En pèlerinage dans le Morvan pour leur rassemblement annuel, plus de 1 500 jeunes Routiers Scouts d'Europe et leurs aînés se sont retrouvés au sommet de la colline de Vézelay hier et avant-hier, dans la basilique. Cette année, le Cardinal Sarah était l'invité d'honneur. Reportage.

« C'est une expérience magnifique. Je suis impressionné par la force de ces jeunes. J'ai entendu des témoignages d'une grande maturité humaine et spirituelle. Ils sont l'avenir de la France et de l'Europe. » Le Cardinal Sarah vient de ranger sa mitre, sa crosse et ses habits liturgiques. Nous sommes le lundi 31 octobre, à Vézelay, après la messe de clôture du pèlerinage des Routiers Scouts d'Europe. Touché dans son âme de prélat et de pasteur par ces quelque 1 500 Routiers venus des quatre coins de France et d'Europe, le cardinal guinéen ne cache pas sa joie d'être venu de Rome exprès pour l'occasion.

Trois jours plus tôt, dès le vendredi en début d'après-midi, les pèlerins s'élançaient de différents points du parc naturel du Morvan pour rejoindre la basilique de Vézelay. Sept « tronçons » chacun sous le patronage d'un saint ou d'un bienheureux et rassemblant des régions de France et d'Europe. Soit « 250 km de chemins si on additionne tous les parcours », précise Laurent Garnier, responsable de la communication externe des Guides et Scouts d'Europe.

Jusqu'à l'arrivée à Vézelay, le Cardinal Sarah et le philosophe Fabrice Hadjadj auront rejoint, lors de messes ou d'étapes, chacun des tronçons pour témoigner et enseigner. Bertrand Humeau, commissaire du rassemblement, a beau être Routier depuis 1982, il est marqué par ces interventions.

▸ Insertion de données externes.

//! Selecting the vacations shown for a month.

use serde::{Deserialize, Serialize};

use crate::day_key::MonthKey;
use crate::record::VacationRecord;

/// How a record is matched against a month.
#[derive(Debug, Clone, Copy, Default, PartialEq, Eq, Serialize, Deserialize)]
#[serde(rename_all = "lowercase")]
pub enum FilterMode {
    /// The start or return date lies in the month.
    ///
    /// A vacation that begins before the month and ends after it is not
    /// selected, even though it covers every day of the month.
    #[default]
    Endpoint,
    /// Any day of the vacation lies in the month.
    Overlap,
}

impl FilterMode {
    pub fn matches(&self, record: &VacationRecord, month: MonthKey) -> bool {
        match self {
            FilterMode::Endpoint => {
                month.contains(record.start_date) || month.contains(record.return_date)
            }
            FilterMode::Overlap => {
                record.start_date <= month.last_day() && record.return_date >= month.first_day()
            }
        }
    }
}

/// The records selected for `month`, in their original order.
pub fn for_month(
    records: &[VacationRecord],
    month: MonthKey,
    mode: FilterMode,
) -> Vec<&VacationRecord> {
    records.iter().filter(|r| mode.matches(r, month)).collect()
}

#[cfg(test)]
mod tests {
    use super::*;
    use chrono::NaiveDate;

    fn record(id: &str, start: &str, end: &str) -> VacationRecord {
        VacationRecord {
            id: id.into(),
            employee_name: format!("employee {id}"),
            start_date: NaiveDate::parse_from_str(start, "%Y-%m-%d").unwrap(),
            return_date: NaiveDate::parse_from_str(end, "%Y-%m-%d").unwrap(),
        }
    }

    fn march() -> MonthKey {
        "2024-03".parse().unwrap()
    }

    fn ids(selected: Vec<&VacationRecord>) -> Vec<&str> {
        selected.into_iter().map(|r| r.id.as_str()).collect()
    }

    #[test]
    fn test_endpoint_includes_start_in_month() {
        let records = vec![record("1", "2024-03-28", "2024-04-02")];
        assert_eq!(ids(for_month(&records, march(), FilterMode::Endpoint)), vec!["1"]);
    }

    #[test]
    fn test_endpoint_includes_return_in_month() {
        let records = vec![record("1", "2024-02-25", "2024-03-04")];
        assert_eq!(ids(for_month(&records, march(), FilterMode::Endpoint)), vec!["1"]);
    }

    #[test]
    fn test_endpoint_excludes_other_month() {
        let records = vec![record("1", "2024-02-20", "2024-02-25")];
        assert!(for_month(&records, march(), FilterMode::Endpoint).is_empty());
    }

    #[test]
    fn test_endpoint_excludes_vacation_spanning_whole_month() {
        let records = vec![record("1", "2024-02-15", "2024-04-10")];
        assert!(for_month(&records, march(), FilterMode::Endpoint).is_empty());
    }

    #[test]
    fn test_overlap_includes_vacation_spanning_whole_month() {
        let records = vec![
            record("1", "2024-02-15", "2024-04-10"),
            record("2", "2024-02-20", "2024-02-29"),
            record("3", "2024-04-01", "2024-04-03"),
        ];
        assert_eq!(ids(for_month(&records, march(), FilterMode::Overlap)), vec!["1"]);
    }

    #[test]
    fn test_for_month_preserves_order() {
        let records = vec![
            record("b", "2024-03-20", "2024-03-22"),
            record("x", "2024-01-01", "2024-01-02"),
            record("a", "2024-03-01", "2024-03-02"),
        ];
        assert_eq!(
            ids(for_month(&records, march(), FilterMode::Endpoint)),
            vec!["b", "a"]
        );
        assert_eq!(records.len(), 3);
    }
}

Arrivant sur le bivouac du dimanche soir, sous un soleil radieux, ce consultant dans la vie civile affiche un sourire hospitalier et cordial. Les conférences du philosophe sur la paternité ont fait mouche : « On devient homme quand on devient père et on devient père quand on est capable de s'agenouiller avec son fils pour se recevoir du Bon Dieu, autrement dit pour recevoir le don de Dieu », se souvient avoir entendu ce père de sept enfants.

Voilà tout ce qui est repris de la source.